TASK DESCRIPTION:
What lines in the records below include the word "which"? Return each one.
═══ INFORMATION SUPPLIED
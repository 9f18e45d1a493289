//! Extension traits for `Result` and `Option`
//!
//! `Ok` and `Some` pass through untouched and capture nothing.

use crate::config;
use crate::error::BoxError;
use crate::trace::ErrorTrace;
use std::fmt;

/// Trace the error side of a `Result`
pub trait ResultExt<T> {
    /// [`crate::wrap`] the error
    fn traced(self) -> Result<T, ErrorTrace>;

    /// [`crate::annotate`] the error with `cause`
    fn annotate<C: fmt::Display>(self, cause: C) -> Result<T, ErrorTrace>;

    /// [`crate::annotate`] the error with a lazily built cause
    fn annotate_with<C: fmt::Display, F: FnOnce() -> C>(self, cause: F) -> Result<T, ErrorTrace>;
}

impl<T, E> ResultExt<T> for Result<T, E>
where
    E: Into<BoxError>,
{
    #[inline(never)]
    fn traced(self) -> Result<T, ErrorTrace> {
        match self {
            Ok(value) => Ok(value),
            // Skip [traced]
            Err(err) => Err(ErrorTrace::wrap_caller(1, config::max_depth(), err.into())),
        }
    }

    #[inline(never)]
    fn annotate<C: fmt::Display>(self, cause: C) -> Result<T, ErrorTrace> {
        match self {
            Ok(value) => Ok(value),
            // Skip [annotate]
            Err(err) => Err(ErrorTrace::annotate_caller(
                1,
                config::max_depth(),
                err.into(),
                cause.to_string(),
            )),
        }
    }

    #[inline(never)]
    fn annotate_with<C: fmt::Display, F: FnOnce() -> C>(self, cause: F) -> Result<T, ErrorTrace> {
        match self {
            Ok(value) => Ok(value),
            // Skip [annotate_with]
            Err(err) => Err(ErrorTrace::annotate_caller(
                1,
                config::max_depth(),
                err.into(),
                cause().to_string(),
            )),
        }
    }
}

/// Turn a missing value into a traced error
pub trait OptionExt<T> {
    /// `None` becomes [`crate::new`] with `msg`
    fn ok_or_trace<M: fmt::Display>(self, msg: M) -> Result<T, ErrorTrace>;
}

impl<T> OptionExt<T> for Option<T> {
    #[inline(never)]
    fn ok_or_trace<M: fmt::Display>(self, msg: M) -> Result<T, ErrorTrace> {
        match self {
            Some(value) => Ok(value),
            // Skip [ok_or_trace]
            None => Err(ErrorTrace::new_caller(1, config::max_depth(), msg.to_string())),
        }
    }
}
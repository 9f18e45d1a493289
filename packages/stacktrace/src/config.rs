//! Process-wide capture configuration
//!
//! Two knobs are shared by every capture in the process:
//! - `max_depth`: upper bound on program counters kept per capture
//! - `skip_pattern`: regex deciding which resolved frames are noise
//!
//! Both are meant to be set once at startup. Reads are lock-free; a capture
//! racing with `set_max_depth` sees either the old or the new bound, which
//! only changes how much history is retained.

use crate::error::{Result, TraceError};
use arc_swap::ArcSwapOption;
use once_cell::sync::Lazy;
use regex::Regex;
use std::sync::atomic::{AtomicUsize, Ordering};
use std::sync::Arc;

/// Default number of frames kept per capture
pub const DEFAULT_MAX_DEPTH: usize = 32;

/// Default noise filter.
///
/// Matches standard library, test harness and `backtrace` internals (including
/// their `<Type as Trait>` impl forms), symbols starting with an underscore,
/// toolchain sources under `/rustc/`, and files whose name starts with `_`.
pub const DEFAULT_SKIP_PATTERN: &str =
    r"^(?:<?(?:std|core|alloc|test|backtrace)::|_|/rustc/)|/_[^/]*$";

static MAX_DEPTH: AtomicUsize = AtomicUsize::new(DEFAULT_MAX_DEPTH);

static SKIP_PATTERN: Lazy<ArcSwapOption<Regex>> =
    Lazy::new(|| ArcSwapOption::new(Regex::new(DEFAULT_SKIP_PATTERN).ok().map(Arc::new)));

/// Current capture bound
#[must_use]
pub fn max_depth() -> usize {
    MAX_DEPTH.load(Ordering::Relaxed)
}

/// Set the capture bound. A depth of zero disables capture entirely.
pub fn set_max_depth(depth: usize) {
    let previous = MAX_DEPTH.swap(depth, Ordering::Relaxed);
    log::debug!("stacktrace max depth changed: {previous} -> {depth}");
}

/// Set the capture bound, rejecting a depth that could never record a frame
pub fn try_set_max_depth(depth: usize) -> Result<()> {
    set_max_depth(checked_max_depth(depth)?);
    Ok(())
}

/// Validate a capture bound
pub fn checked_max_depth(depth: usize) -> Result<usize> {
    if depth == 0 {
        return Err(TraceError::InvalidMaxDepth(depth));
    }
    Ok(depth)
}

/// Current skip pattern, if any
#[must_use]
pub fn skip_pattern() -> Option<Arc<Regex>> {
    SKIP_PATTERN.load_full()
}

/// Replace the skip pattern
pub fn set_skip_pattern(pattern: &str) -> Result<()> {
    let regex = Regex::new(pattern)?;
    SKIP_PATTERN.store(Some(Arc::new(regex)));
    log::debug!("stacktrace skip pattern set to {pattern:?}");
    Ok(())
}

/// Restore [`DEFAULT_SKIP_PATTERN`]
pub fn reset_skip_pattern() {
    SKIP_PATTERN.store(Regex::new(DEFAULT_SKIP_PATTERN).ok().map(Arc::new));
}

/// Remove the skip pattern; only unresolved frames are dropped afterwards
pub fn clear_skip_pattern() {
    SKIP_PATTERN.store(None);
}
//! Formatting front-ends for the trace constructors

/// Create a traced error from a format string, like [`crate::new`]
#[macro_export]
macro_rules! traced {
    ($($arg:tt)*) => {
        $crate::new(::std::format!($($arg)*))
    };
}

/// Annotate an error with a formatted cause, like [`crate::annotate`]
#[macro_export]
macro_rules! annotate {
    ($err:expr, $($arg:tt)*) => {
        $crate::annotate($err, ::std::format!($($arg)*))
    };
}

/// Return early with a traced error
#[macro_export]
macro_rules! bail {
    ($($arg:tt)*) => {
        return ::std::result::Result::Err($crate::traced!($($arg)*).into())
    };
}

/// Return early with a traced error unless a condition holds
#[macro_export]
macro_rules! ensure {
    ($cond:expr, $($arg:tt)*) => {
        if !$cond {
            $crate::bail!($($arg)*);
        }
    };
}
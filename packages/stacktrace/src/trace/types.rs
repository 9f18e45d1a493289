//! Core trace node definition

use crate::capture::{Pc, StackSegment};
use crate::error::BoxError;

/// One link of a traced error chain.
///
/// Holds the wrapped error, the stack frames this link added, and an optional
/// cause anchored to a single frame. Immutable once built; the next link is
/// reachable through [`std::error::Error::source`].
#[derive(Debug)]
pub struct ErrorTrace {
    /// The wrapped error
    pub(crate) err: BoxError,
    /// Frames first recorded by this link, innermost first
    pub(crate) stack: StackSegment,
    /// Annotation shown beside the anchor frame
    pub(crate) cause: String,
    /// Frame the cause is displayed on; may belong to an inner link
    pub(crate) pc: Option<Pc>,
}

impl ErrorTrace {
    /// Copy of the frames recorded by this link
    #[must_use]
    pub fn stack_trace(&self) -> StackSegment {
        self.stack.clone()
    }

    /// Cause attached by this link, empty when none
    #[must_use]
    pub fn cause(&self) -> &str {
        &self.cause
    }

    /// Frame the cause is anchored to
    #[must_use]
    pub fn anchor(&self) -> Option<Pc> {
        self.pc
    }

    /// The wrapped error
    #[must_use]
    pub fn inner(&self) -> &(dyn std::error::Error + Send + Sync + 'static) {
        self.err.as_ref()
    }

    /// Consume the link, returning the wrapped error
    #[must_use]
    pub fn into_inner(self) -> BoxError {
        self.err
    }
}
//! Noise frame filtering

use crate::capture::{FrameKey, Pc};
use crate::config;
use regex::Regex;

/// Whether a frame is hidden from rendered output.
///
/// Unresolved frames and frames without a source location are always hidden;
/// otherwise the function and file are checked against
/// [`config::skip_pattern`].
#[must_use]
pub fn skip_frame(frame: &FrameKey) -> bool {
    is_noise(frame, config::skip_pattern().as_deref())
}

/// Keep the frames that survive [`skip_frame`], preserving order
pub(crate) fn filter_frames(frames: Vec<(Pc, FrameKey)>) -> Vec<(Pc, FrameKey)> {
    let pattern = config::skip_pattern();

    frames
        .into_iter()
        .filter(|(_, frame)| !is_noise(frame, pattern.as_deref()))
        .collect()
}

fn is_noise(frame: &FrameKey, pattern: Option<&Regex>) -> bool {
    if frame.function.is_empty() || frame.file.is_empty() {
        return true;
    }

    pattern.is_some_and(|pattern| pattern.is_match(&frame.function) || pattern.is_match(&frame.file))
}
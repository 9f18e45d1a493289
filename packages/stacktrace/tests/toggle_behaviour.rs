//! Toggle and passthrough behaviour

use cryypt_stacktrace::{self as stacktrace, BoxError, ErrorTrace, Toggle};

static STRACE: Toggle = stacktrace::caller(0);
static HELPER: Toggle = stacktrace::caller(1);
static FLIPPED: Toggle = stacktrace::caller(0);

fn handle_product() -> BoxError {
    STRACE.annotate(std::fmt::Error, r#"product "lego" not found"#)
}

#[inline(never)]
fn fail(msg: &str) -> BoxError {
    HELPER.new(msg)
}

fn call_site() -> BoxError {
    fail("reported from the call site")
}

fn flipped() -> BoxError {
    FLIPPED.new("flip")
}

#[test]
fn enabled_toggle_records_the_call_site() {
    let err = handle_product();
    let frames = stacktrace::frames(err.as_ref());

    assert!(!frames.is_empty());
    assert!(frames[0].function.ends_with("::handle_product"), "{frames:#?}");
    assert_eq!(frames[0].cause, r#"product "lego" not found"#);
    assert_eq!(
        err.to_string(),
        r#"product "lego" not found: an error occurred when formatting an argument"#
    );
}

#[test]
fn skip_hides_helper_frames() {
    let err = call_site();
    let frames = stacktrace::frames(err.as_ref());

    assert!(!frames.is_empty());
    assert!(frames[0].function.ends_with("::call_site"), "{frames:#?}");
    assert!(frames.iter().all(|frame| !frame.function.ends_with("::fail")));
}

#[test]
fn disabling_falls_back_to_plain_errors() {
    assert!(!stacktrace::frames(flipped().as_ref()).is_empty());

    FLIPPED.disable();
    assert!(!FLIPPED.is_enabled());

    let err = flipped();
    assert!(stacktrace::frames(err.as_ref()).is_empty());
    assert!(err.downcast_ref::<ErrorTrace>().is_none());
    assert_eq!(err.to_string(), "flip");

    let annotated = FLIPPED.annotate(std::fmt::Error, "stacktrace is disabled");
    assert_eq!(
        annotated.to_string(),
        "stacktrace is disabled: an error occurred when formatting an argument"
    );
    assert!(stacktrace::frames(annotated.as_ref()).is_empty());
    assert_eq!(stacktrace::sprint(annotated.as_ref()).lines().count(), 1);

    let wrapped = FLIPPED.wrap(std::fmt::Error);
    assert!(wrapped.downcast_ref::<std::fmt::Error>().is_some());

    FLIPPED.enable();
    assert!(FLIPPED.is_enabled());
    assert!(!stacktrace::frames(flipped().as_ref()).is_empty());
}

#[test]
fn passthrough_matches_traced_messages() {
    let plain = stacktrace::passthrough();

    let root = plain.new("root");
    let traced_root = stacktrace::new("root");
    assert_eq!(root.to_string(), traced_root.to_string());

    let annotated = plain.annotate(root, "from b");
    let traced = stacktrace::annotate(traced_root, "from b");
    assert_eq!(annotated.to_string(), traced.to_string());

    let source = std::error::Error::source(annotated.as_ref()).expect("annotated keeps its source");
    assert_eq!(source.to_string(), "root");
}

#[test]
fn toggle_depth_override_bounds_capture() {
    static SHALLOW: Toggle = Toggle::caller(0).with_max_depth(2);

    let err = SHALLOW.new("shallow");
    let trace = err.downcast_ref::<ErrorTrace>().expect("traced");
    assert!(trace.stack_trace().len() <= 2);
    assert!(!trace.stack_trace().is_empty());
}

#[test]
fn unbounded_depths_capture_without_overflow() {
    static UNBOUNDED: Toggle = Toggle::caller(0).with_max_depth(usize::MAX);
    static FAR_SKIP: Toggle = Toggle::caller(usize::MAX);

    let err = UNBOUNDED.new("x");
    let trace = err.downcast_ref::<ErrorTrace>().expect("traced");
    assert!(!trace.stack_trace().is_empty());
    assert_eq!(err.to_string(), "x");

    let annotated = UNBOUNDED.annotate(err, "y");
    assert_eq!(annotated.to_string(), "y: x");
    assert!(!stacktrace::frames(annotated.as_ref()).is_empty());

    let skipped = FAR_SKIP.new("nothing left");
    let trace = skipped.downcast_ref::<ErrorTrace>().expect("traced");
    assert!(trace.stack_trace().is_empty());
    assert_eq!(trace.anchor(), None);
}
══════
TASK SOLUTION:
//! - `skip_pattern`: regex deciding which resolved frames are noise
//! racing with `set_max_depth` sees either the old or the new bound, which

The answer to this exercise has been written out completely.